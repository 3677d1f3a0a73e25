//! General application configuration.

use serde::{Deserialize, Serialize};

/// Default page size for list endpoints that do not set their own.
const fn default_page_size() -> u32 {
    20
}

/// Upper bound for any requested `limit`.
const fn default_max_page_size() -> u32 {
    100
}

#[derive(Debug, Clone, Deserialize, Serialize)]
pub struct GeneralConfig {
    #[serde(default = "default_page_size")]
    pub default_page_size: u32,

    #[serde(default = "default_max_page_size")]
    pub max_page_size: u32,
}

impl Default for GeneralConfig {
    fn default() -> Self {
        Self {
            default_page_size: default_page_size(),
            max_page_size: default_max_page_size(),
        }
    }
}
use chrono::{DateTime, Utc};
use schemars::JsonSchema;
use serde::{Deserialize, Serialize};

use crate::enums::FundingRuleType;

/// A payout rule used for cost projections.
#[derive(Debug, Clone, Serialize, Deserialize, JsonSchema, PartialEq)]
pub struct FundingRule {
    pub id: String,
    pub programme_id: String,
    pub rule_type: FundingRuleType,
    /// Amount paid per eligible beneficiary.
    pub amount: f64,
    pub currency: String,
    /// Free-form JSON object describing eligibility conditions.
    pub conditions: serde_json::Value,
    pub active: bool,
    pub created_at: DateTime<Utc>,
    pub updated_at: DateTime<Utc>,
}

+ + + + + + +

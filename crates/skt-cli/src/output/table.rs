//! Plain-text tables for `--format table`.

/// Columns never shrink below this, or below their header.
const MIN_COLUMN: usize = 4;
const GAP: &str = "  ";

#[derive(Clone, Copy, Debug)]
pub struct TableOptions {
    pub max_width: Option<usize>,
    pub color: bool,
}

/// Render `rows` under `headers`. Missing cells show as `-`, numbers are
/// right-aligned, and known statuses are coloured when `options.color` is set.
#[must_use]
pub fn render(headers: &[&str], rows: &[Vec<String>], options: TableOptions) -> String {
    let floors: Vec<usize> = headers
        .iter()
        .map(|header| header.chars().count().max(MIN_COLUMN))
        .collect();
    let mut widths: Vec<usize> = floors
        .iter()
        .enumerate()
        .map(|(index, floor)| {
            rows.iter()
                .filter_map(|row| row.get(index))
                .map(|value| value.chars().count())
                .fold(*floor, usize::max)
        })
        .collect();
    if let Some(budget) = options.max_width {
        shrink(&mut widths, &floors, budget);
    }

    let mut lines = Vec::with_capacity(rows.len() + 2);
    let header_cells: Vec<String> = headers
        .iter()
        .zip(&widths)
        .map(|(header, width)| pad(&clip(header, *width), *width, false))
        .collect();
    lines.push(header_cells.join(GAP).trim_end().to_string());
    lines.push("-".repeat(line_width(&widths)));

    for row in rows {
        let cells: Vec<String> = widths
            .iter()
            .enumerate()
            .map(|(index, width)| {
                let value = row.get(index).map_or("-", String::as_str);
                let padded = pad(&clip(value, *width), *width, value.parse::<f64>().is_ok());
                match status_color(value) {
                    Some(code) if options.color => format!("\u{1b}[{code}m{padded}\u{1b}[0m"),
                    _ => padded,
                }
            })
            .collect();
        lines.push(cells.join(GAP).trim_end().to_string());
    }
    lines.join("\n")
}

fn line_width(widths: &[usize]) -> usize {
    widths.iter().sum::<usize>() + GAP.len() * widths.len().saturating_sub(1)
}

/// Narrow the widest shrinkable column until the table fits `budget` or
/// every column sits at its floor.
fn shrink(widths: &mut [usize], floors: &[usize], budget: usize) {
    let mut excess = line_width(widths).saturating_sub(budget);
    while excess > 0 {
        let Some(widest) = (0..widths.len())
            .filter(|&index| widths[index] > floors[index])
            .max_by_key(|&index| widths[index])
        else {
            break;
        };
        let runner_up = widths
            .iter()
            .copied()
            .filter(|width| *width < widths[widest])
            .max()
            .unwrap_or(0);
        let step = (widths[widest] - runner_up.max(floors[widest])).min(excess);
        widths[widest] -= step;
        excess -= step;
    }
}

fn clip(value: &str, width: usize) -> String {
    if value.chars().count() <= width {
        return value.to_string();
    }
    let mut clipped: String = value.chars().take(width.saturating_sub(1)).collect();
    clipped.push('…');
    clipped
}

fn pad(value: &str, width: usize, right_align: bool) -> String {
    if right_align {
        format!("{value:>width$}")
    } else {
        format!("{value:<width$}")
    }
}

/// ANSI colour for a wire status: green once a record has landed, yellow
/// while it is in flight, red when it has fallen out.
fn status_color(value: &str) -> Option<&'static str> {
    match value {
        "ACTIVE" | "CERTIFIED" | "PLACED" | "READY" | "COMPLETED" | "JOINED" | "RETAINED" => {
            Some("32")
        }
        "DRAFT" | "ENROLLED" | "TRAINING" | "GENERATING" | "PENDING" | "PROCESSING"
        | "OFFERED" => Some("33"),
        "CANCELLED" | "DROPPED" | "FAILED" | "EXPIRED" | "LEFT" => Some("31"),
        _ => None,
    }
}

+ + + + + + +

§ **TRY IT**
I need every line from the material that contains the word "TableOptions".

§ **THE COMPLETED TASK**
pub struct TableOptions {
pub fn render(headers: &[&str], rows: &[Vec<String>], options: TableOptions) -> String {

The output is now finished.